// SPDX-License-Identifier: BUSL-1.1
// Copyright (c) 2026 Alfred Jean LLC

//! `pets`, `tutores`, `link` and `unlink` commands.

use std::path::Path;

use anyhow::Context;
use petman_client::api::Photo;
use petman_client::Gateway;

use crate::config::{PetsCommand, TutoresCommand};
use crate::output;

pub async fn pets(gateway: &Gateway, command: PetsCommand) -> anyhow::Result<()> {
    let pets = gateway.pets();
    match command {
        PetsCommand::List(args) => {
            let page = pets.list(&args.query()).await?;
            print!("{}", output::pets_table(&page.content));
            println!("{}", output::page_footer(&page));
        }
        PetsCommand::Get { id } => print!("{}", output::pet_detail(&pets.get(id).await?)),
        PetsCommand::Create(args) => {
            let pet = pets.create(&args.into()).await?;
            println!("created pet #{}", pet.id);
        }
        PetsCommand::Update { id, pet } => {
            let pet = pets.update(id, &pet.into()).await?;
            print!("{}", output::pet_detail(&pet));
        }
        PetsCommand::Delete { id } => {
            pets.delete(id).await?;
            println!("deleted pet #{id}");
        }
        PetsCommand::Photo { id, file } => {
            let anexo = pets.upload_photo(id, read_photo(&file).await?).await?;
            println!("uploaded {} -> {}", anexo.nome, anexo.url);
        }
    }
    Ok(())
}

pub async fn tutores(gateway: &Gateway, command: TutoresCommand) -> anyhow::Result<()> {
    let tutores = gateway.tutores();
    match command {
        TutoresCommand::List(args) => {
            let page = tutores.list(&args.query()).await?;
            print!("{}", output::tutores_table(&page.content));
            println!("{}", output::page_footer(&page));
        }
        TutoresCommand::Get { id } => print!("{}", output::tutor_detail(&tutores.get(id).await?)),
        TutoresCommand::Create(args) => {
            let tutor = tutores.create(&args.into()).await?;
            println!("created tutor #{}", tutor.id);
        }
        TutoresCommand::Update { id, tutor } => {
            let tutor = tutores.update(id, &tutor.into()).await?;
            print!("{}", output::tutor_detail(&tutor));
        }
        TutoresCommand::Delete { id } => {
            tutores.delete(id).await?;
            println!("deleted tutor #{id}");
        }
        TutoresCommand::Photo { id, file } => {
            let anexo = tutores.upload_photo(id, read_photo(&file).await?).await?;
            println!("uploaded {} -> {} (foto #{})", anexo.nome, anexo.url, anexo.id);
        }
        TutoresCommand::DeletePhoto { id, foto_id } => {
            tutores.delete_photo(id, foto_id).await?;
            println!("deleted foto #{foto_id} of tutor #{id}");
        }
    }
    Ok(())
}

pub async fn link(gateway: &Gateway, tutor: u64, pet: u64) -> anyhow::Result<()> {
    gateway.tutores().link_pet(tutor, pet).await?;
    println!("linked pet #{pet} to tutor #{tutor}");
    Ok(())
}

pub async fn unlink(gateway: &Gateway, tutor: u64, pet: u64) -> anyhow::Result<()> {
    gateway.tutores().unlink_pet(tutor, pet).await?;
    println!("unlinked pet #{pet} from tutor #{tutor}");
    Ok(())
}

async fn read_photo(path: &Path) -> anyhow::Result<Photo> {
    let bytes =
        tokio::fs::read(path).await.with_context(|| format!("reading {}", path.display()))?;
    let file_name = path
        .file_name()
        .map(|n| n.to_string_lossy().into_owned())
        .unwrap_or_else(|| "foto".to_owned());
    let photo = Photo::new(file_name, bytes);
    Ok(match guess_content_type(path) {
        Some(content_type) => photo.content_type(content_type),
        None => photo,
    })
}

/// Image MIME type from the file extension.
pub fn guess_content_type(path: &Path) -> Option<&'static str> {
    let ext = path.extension()?.to_str()?.to_ascii_lowercase();
    match ext.as_str() {
        "png" => Some("image/png"),
        "jpg" | "jpeg" => Some("image/jpeg"),
        "gif" => Some("image/gif"),
        "webp" => Some("image/webp"),
        _ => None,
    }
}

#[cfg(test)]
#[path = "resources_tests.rs"]
mod tests;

= = = =

▶ **EXERCISE**
Look through the entries for the string "query". Every line that has it belongs in the answer.

▶ **RESPONSE**
            let page = pets.list(&args.query()).await?;
            let page = tutores.list(&args.query()).await?;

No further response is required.